Activation of NF-κB by BA is important for increasing apoptosis/cell death in combination with 2ME2 or Doc. A. DAPI analysis showing that LN-AI/dnI clones 7 and 20 undergo less apoptosis (% condensed fragmented nuclei) when treated with MB or DB for 24 h compared to LN-AI/neo negative control (N). n = 6, three independent experiments; *, P < 0.04. Western blot analysis showing less cleaved PARP in LN-AI/dnI clones 7 and 20 compared to LN-AI/neo (N) cells treated with MB or DB for 24 h. B. Trypan blue exclusion and Western blot analysis showing that knockdown of p65 in LNCaP/shp65-2 and DU145/shp65-1 lowers cell death (n = 6, three independent experiments; *, P < 0.003) and cleaved PARP when treated with MB or DB and compared to control (C) treated LNCaP/shGFP and DU145/shGFP cells.
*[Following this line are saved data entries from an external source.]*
//! The per-invocation pipeline aggregate.

use chrono::{DateTime, Utc};
use serde::{Deserialize, Serialize};
use std::collections::HashSet;
use std::path::{Path, PathBuf};
use uuid::Uuid;

use super::artifact::GeneratedArtifact;
use super::module::SourceModule;

/// Terminal state of a pipeline run.
#[derive(Debug, Clone, Copy, Serialize, Deserialize, PartialEq, Eq)]
#[serde(rename_all = "snake_case")]
pub enum RunStatus {
    Running,
    /// Discovery found nothing to test. Not an error.
    NoModules,
    Completed,
}

/// What happened to one failed artifact during repair.
#[derive(Debug, Clone, Copy, Serialize, Deserialize, PartialEq, Eq)]
#[serde(rename_all = "snake_case")]
pub enum RepairStatus {
    /// Corrected content was written over the artifact.
    Repaired,
    /// The operator declined the repair batch.
    Declined,
    /// The current artifact content could not be read.
    ReadFailed,
    /// The model call failed after retries.
    ModelFailed,
    /// The model answered without any usable code.
    EmptyOutput,
    /// The corrected content did not parse; the artifact was left untouched.
    SyntaxRejected,
    /// The corrected content could not be written.
    WriteFailed,
}

#[derive(Debug, Clone, Serialize, Deserialize, PartialEq, Eq)]
pub struct RepairRecord {
    pub artifact: PathBuf,
    pub status: RepairStatus,
    pub detail: Option<String>,
}

impl RepairRecord {
    pub fn new(artifact: &Path, status: RepairStatus) -> Self {
        Self {
            artifact: artifact.to_path_buf(),
            status,
            detail: None,
        }
    }

    pub fn with_detail(mut self, detail: impl Into<String>) -> Self {
        self.detail = Some(detail.into());
        self
    }
}

/// Counts derived from a run.
#[derive(Debug, Clone, Copy, Default, Serialize, Deserialize, PartialEq, Eq)]
pub struct RunSummary {
    pub modules: usize,
    pub artifacts: usize,
    pub passed: usize,
    pub failed: usize,
    pub repaired: usize,
}

/// Everything one invocation discovered, generated, executed and repaired.
///
/// Not persisted; the test directory on disk is the only state that outlives it.
#[derive(Debug, Clone)]
pub struct PipelineRun {
    pub run_id: Uuid,
    pub started_at: DateTime<Utc>,
    pub finished_at: Option<DateTime<Utc>>,
    pub status: RunStatus,
    pub modules: Vec<SourceModule>,
    pub artifacts: Vec<GeneratedArtifact>,
    pub repairs: Vec<RepairRecord>,
}

impl Default for PipelineRun {
    fn default() -> Self {
        Self::new()
    }
}

impl PipelineRun {
    pub fn new() -> Self {
        Self {
            run_id: Uuid::new_v4(),
            started_at: Utc::now(),
            finished_at: None,
            status: RunStatus::Running,
            modules: Vec::new(),
            artifacts: Vec::new(),
            repairs: Vec::new(),
        }
    }

    pub fn finish(&mut self, status: RunStatus) {
        self.status = status;
        self.finished_at = Some(Utc::now());
    }

    pub fn passed(&self) -> Vec<&GeneratedArtifact> {
        self.artifacts.iter().filter(|a| a.passed()).collect()
    }

    pub fn failed(&self) -> Vec<&GeneratedArtifact> {
        self.artifacts.iter().filter(|a| a.failed()).collect()
    }

    pub fn summary(&self) -> RunSummary {
        RunSummary {
            modules: self.modules.len(),
            artifacts: self.artifacts.len(),
            passed: self.passed().len(),
            failed: self.failed().len(),
            repaired: self
                .repairs
                .iter()
                .filter(|r| r.status == RepairStatus::Repaired)
                .count(),
        }
    }

    /// Every artifact must trace to exactly one discovered module, no module
    /// may own two artifacts, and no two artifacts may share a file.
    pub fn is_traceable(&self) -> bool {
        let modules: HashSet<&Path> = self.modules.iter().map(|m| m.path()).collect();
        let mut owners = HashSet::new();
        let mut files = HashSet::new();
        self.artifacts.iter().all(|a| {
            modules.contains(a.source.as_path())
                && owners.insert(a.source.as_path())
                && files.insert(a.path.as_path())
        })
    }
}

#[cfg(test)]
mod tests {
    use super::*;
    use crate::domain::ExecutionOutcome;

    fn artifact(name: &str, source: &str, outcome: ExecutionOutcome) -> GeneratedArtifact {
        let mut a = GeneratedArtifact::new(
            PathBuf::from(format!("tests/{name}")),
            PathBuf::from(source),
            String::new(),
        );
        a.outcome = outcome;
        a
    }

    #[test]
    fn test_summary_counts() {
        let mut run = PipelineRun::new();
        run.modules.push(SourceModule::new("src/a.py", ""));
        run.modules.push(SourceModule::new("src/b.py", ""));
        run.artifacts
            .push(artifact("test_a.py", "src/a.py", ExecutionOutcome::Passed));
        run.artifacts
            .push(artifact("test_b.py", "src/b.py", ExecutionOutcome::Failed));
        run.repairs.push(RepairRecord::new(
            Path::new("tests/test_b.py"),
            RepairStatus::Repaired,
        ));

        let summary = run.summary();
        assert_eq!(summary.modules, 2);
        assert_eq!(summary.artifacts, 2);
        assert_eq!(summary.passed, 1);
        assert_eq!(summary.failed, 1);
        assert_eq!(summary.repaired, 1);
    }

    #[test]
    fn test_traceability_rejects_orphans_and_duplicates() {
        let mut run = PipelineRun::new();
        run.modules.push(SourceModule::new("src/a.py", ""));
        run.artifacts
            .push(artifact("test_a.py", "src/a.py", ExecutionOutcome::Unset));
        assert!(run.is_traceable());

        run.artifacts
            .push(artifact("test_a2.py", "src/a.py", ExecutionOutcome::Unset));
        assert!(!run.is_traceable());

        run.artifacts.pop();
        run.artifacts
            .push(artifact("test_z.py", "src/z.py", ExecutionOutcome::Unset));
        assert!(!run.is_traceable());
    }

    #[test]
    fn test_traceability_rejects_shared_artifact_file() {
        let mut run = PipelineRun::new();
        run.modules.push(SourceModule::new("src/a/util.py", ""));
        run.modules.push(SourceModule::new("src/b/util.py", ""));
        run.artifacts.push(artifact(
            "test_util.py",
            "src/a/util.py",
            ExecutionOutcome::Unset,
        ));
        assert!(run.is_traceable());

        run.artifacts.push(artifact(
            "test_util.py",
            "src/b/util.py",
            ExecutionOutcome::Unset,
        ));
        assert!(!run.is_traceable());
    }

    #[test]
    fn test_finish_sets_timestamp() {
        let mut run = PipelineRun::new();
        assert_eq!(run.status, RunStatus::Running);
        run.finish(RunStatus::NoModules);
        assert_eq!(run.status, RunStatus::NoModules);
        assert!(run.finished_at.is_some());
    }
}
C. Trypan blue exclusion assay showing that DU145 cells pretreated (PT) with NF-κB inhibitor parthenolide (Pa; 10 μM) for 24 h then treated (T) with MB or DB + Pa for 48 h underwent less cell death (% dead cells) compared to cells not pretreated with Pa and treated with MB or DB. Also shown are cells pretreated and treated with Pa alone. n = 6-7, four independent experiments. *, P < 0.002. D. Trypan blue exclusion assay showing increase in cell death in DU145 and PC3 cells treated for 72 h with 2ME2 + BA (MB) or Doc + BA (DB) compared to BA (B; 10 μM), 2ME2 (M; 5 μM), Doc (D; 1 nM) alone and control cells. n = 5-6, three independent experiments; *, P < 0.004.